However, CP in environmental issues is usually inactive and only emerges when disasters such as haze occur but quickly disappears once conditions improve [17]. In addition, the lack of structural support, such as the lack of discussion space between the government and citizens and the absence of effective reporting mechanisms, contributes to this low level of participation [18, 19]. Efforts to improve the environment will not succeed without active CP [20, 21].
Conversely, EL among the public remains low [22, 23]. This lack of literacy exacerbates the problem because people find it difficult to make consistent decisions in their daily lives [24, 25]. These three components are interrelated: adequate literacy hinders the formation of environmentally friendly behavior, and collective efforts for environmental mitigation will be difficult without CP.
In the face of increasingly complex environmental issues, such as pollution, climate change, and ecosystem degradation, the concept of EC is becoming increasingly relevant [26, 27]. As environmental citizens, everyone not only has the right to enjoy natural resources but also has a responsibility to actively participate in conservation and sustainable development [3, 28]. EC has become an urgent necessity for a greener and more ecologically just future, as demonstrated by social movements, government policies, and public awareness.
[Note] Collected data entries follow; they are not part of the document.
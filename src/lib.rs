// tree-serializer/src/lib.rs

//! Self-describing binary codec for labeled trees.
//!
//! Each [`Node`] carries a short label and either an opaque payload (a leaf)
//! or an ordered list of children. Encoding walks the tree depth-first and
//! emits, per node:
//!
//! | field            | size           |
//! |------------------|----------------|
//! | layer            | 1              |
//! | label length     | 1              |
//! | label            | label length   |
//! | content size     | 4, host order  |
//! | has-payload flag | 1              |
//! | content          | content size   |
//!
//! Decoding is the mirror walk and must consume its input exactly.

pub mod chunk;
pub mod codec;
pub mod common;
pub mod error;
pub mod node;
pub mod store;

pub use crate::common::{CodecConfig, Hash, HEADER_SIZE, MAX_CONTENT_SIZE, MAX_LABEL_LEN};
pub use crate::error::{CodecError, Result};
pub use crate::node::{Content, Node, Walk};
pub use crate::store::{open_tree, save_tree};
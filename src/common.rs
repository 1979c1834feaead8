// tree-serializer/src/common.rs

use serde::{Deserialize, Serialize};

use crate::error::{CodecError, Result};

/// A 32-byte hash, from Blake3.
pub type Hash = [u8; 32];

/// Fixed per-node header: layer, label length, content size, has-payload flag.
pub const HEADER_SIZE: usize = 1 + 1 + 4 + 1;

/// Longest label the one-byte length field can describe.
pub const MAX_LABEL_LEN: usize = u8::MAX as usize;

/// Largest content size the four-byte size field can describe.
pub const MAX_CONTENT_SIZE: usize = u32::MAX as usize;

/// Tunables for whole-tree encode and decode.
#[derive(Debug, Clone, PartialEq, Eq, Serialize, Deserialize)]
#[serde(default)]
pub struct CodecConfig {
    /// Layer byte written for the root record. Children get `layer + 1`.
    pub root_layer: u8,
    /// Deepest nesting accepted while decoding. The root sits at depth 0.
    pub max_depth: usize,
}

impl Default for CodecConfig {
    fn default() -> Self {
        CodecConfig {
            root_layer: 0,
            max_depth: 1024,
        }
    }
}

impl CodecConfig {
    pub fn validate(&self) -> Result<()> {
        if self.max_depth == 0 {
            return Err(CodecError::Config("max_depth must be at least 1".to_string()));
        }
        Ok(())
    }

    /// Parses and validates a config from JSON. Missing fields take their defaults.
    pub fn from_json(json: &str) -> Result<Self> {
        let config: CodecConfig =
            serde_json::from_str(json).map_err(|e| CodecError::Serialization(e.to_string()))?;
        config.validate()?;
        Ok(config)
    }

    pub fn to_json(&self) -> Result<String> {
        serde_json::to_string(self).map_err(|e| CodecError::Serialization(e.to_string()))
    }
}
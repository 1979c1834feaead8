// tree-serializer/src/error.rs

use thiserror::Error;

/// Error type for encoding, decoding and persisting labeled trees.
#[derive(Error, Debug)]
pub enum CodecError {
    #[error("Destination buffer too small: need {needed} bytes, have {available}")]
    BufferTooSmall { needed: usize, available: usize },

    #[error("Truncated input at offset {offset}: need {needed} bytes, {remaining} remaining")]
    Truncated {
        offset: usize,
        needed: usize,
        remaining: usize,
    },

    #[error("Decoded {consumed} bytes but input holds {expected}")]
    LengthMismatch { consumed: usize, expected: usize },

    #[error("Child record at offset {offset} consumed no bytes")]
    EmptyChildRecord { offset: usize },

    #[error("Invalid has-payload flag {flag:#04x} at offset {offset}")]
    InvalidPayloadFlag { offset: usize, flag: u8 },

    #[error("Label at offset {offset} is not valid UTF-8")]
    InvalidLabel { offset: usize },

    #[error("Label is {0} bytes, at most 255 allowed")]
    LabelTooLong(usize),

    #[error("Content size {0} does not fit the 4-byte size field")]
    ContentTooLarge(usize),

    #[error("Nesting deeper than the configured maximum of {max_depth}")]
    DepthExceeded { max_depth: usize },

    #[error("Configuration error: {0}")]
    Config(String),

    #[error("Serialization error: {0}")]
    Serialization(String),

    #[error("I/O error: {source}")]
    IoError {
        #[from]
        source: std::io::Error,
    },
}

/// Result type alias for tree codec operations.
pub type Result<T> = std::result::Result<T, CodecError>;
// tree-serializer/src/store/mod.rs

pub mod file_io;

pub use file_io::{open_tree, save_tree};
// tree-serializer/src/node/mod.rs

pub mod definition;
pub mod walk;

pub use definition::{Content, Node};
pub use walk::Walk;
This concept remains relevant and continues to evolve in response to the demands of the times for a more responsible lifestyle towards the Earth.
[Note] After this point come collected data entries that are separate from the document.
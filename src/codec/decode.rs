// tree-serializer/src/codec/decode.rs

use std::io::Read;

use log::{debug, trace};

use crate::codec::cursor::NodeReader;
use crate::common::CodecConfig;
use crate::error::{CodecError, Result};
use crate::node::{Content, Node};

impl Node {
    /// Decodes one node and its subtree from the front of `bytes`.
    /// Returns the node and the number of bytes it occupied.
    pub fn read(bytes: &[u8]) -> Result<(Node, usize)> {
        Self::read_with(bytes, &CodecConfig::default())
    }

    pub fn read_with(bytes: &[u8], config: &CodecConfig) -> Result<(Node, usize)> {
        config.validate()?;
        let mut reader = NodeReader::new(bytes);
        let node = read_tree(&mut reader, config.max_depth)?;
        Ok((node, reader.position()))
    }

    /// Decodes a buffer holding exactly one encoded tree.
    pub fn decode(bytes: &[u8]) -> Result<Node> {
        Self::decode_with(bytes, &CodecConfig::default())
    }

    /// Like [`Node::decode`], with an explicit nesting limit.
    pub fn decode_with(bytes: &[u8], config: &CodecConfig) -> Result<Node> {
        let (node, consumed) = Self::read_with(bytes, config)?;
        if consumed != bytes.len() {
            return Err(CodecError::LengthMismatch {
                consumed,
                expected: bytes.len(),
            });
        }
        debug!("Decoded node {:?} from {} bytes.", node.label(), consumed);
        Ok(node)
    }

    /// Reads `reader` to the end and decodes the bytes as one tree.
    pub fn read_from<R: Read>(reader: &mut R) -> Result<Node> {
        let mut bytes = Vec::new();
        reader.read_to_end(&mut bytes)?;
        Self::decode(&bytes)
    }
}

/// An internal node whose children are still being read from `region`.
struct OpenNode<'a> {
    label: String,
    children: Vec<Node>,
    region: NodeReader<'a>,
}

struct RecordHeader {
    layer: u8,
    label: String,
    content_size: usize,
    has_payload: bool,
}

fn read_header(reader: &mut NodeReader<'_>) -> Result<RecordHeader> {
    // Layer is informational only.
    let layer = reader.read_u8()?;
    let label_len = reader.read_u8()? as usize;
    let label_at = reader.offset();
    let label = std::str::from_utf8(reader.read_bytes(label_len)?)
        .map_err(|_| CodecError::InvalidLabel { offset: label_at })?
        .to_owned();
    let content_size = reader.read_u32()? as usize;
    let flag_at = reader.offset();
    let has_payload = match reader.read_u8()? {
        1 => true,
        0 => false,
        flag => return Err(CodecError::InvalidPayloadFlag { offset: flag_at, flag }),
    };
    Ok(RecordHeader {
        layer,
        label,
        content_size,
        has_payload,
    })
}

/// Decodes one record and its subtree. Open internal nodes live on a heap
/// stack, so nesting depth costs no call stack.
fn read_tree<'a>(reader: &mut NodeReader<'a>, max_depth: usize) -> Result<Node> {
    let mut open: Vec<OpenNode<'a>> = Vec::new();
    loop {
        // The next record sits at depth open.len().
        if open.len() > max_depth {
            return Err(CodecError::DepthExceeded { max_depth });
        }
        let source = match open.last_mut() {
            Some(parent) => &mut parent.region,
            None => &mut *reader,
        };
        let record_at = source.offset();
        let before = source.position();
        let header = read_header(source)?;
        // Headers are at least 7 bytes, so this cannot fire today; it stops the
        // loop from spinning if a record ever made no progress.
        if source.position() == before {
            return Err(CodecError::EmptyChildRecord { offset: record_at });
        }
        trace!(
            "Reading {:?} at offset {}: layer {}, {} content bytes.",
            header.label,
            record_at,
            header.layer,
            header.content_size
        );

        let mut finished = if header.has_payload {
            let payload = source.read_bytes(header.content_size)?.to_vec();
            Some(Node::from_parts(header.label, Content::Payload(payload)))
        } else {
            let region = source.sub_reader(header.content_size)?;
            open.push(OpenNode {
                label: header.label,
                children: Vec::new(),
                region,
            });
            None
        };

        // Hand finished nodes to their parents, closing every parent whose
        // region is used up.
        loop {
            if let Some(node) = finished.take() {
                match open.last_mut() {
                    Some(parent) => parent.children.push(node),
                    None => return Ok(node),
                }
            }
            if !open.last().is_some_and(|parent| parent.region.is_empty()) {
                break;
            }
            if let Some(parent) = open.pop() {
                finished = Some(Node::from_parts(parent.label, Content::Children(parent.children)));
            }
        }
    }
}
This study was conducted in Indonesia and was necessary for three main reasons. First and foremost, urban areas have higher pollution levels than rural areas, mainly due to vehicle emissions and land fires. Health and the economy will deteriorate further if there is no community-based intervention. Second, mitigation efforts to date have relied too heavily on top-down measures through government legislation, such as bans on land burning or penalties for industries that emit pollutants. These policies will not be successful in the long term without citizen participation. Third, previous research on environmental communities in Indonesia has only focused on a few regions, such as Java and Bali, while little research has been conducted in Sumatra, especially in dynamic cities such as Pekanbaru. As a result, this research is not only important to fill an academic gap but also to develop contextual solutions for Indonesian urban areas that have not been fully addressed.
This study offers novelty both conceptually and methodologically. Conceptually, it integrates three variables: environmental behavior, CP, and EL into the framework of EC, which have often been discussed separately. This integration is important for understanding how these three factors influence each other in the context of urban Indonesia.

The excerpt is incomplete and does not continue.